▶ _Task directions_: Only lines holding the word "timestamp" are wanted from the records; copy all of them.

▶ _Record set_:
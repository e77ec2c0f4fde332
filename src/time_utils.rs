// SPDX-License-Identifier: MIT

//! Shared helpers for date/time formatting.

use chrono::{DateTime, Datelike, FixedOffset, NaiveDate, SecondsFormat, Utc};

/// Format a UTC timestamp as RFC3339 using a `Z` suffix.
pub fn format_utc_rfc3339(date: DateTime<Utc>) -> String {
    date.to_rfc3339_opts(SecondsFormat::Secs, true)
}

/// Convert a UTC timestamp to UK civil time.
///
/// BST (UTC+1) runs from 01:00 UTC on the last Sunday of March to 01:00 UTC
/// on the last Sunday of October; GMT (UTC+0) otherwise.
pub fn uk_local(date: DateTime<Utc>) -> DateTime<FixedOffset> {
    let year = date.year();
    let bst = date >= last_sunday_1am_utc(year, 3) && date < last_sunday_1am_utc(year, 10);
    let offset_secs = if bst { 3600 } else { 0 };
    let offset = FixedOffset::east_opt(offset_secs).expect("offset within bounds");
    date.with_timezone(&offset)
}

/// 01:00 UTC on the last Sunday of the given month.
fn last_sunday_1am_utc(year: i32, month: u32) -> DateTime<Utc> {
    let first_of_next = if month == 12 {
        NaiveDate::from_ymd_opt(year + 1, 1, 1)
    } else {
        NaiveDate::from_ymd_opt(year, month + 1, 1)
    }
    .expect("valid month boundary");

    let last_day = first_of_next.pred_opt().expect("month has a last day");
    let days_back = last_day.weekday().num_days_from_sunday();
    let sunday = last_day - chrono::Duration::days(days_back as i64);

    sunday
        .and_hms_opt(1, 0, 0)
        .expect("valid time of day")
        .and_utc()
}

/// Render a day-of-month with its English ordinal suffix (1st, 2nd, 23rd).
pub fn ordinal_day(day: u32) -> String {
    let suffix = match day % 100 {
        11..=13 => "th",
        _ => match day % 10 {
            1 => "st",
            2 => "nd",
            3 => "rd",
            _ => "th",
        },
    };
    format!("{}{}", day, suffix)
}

▶ _Task solution_:
/// Format a UTC timestamp as RFC3339 using a `Z` suffix.
/// Convert a UTC timestamp to UK civil time.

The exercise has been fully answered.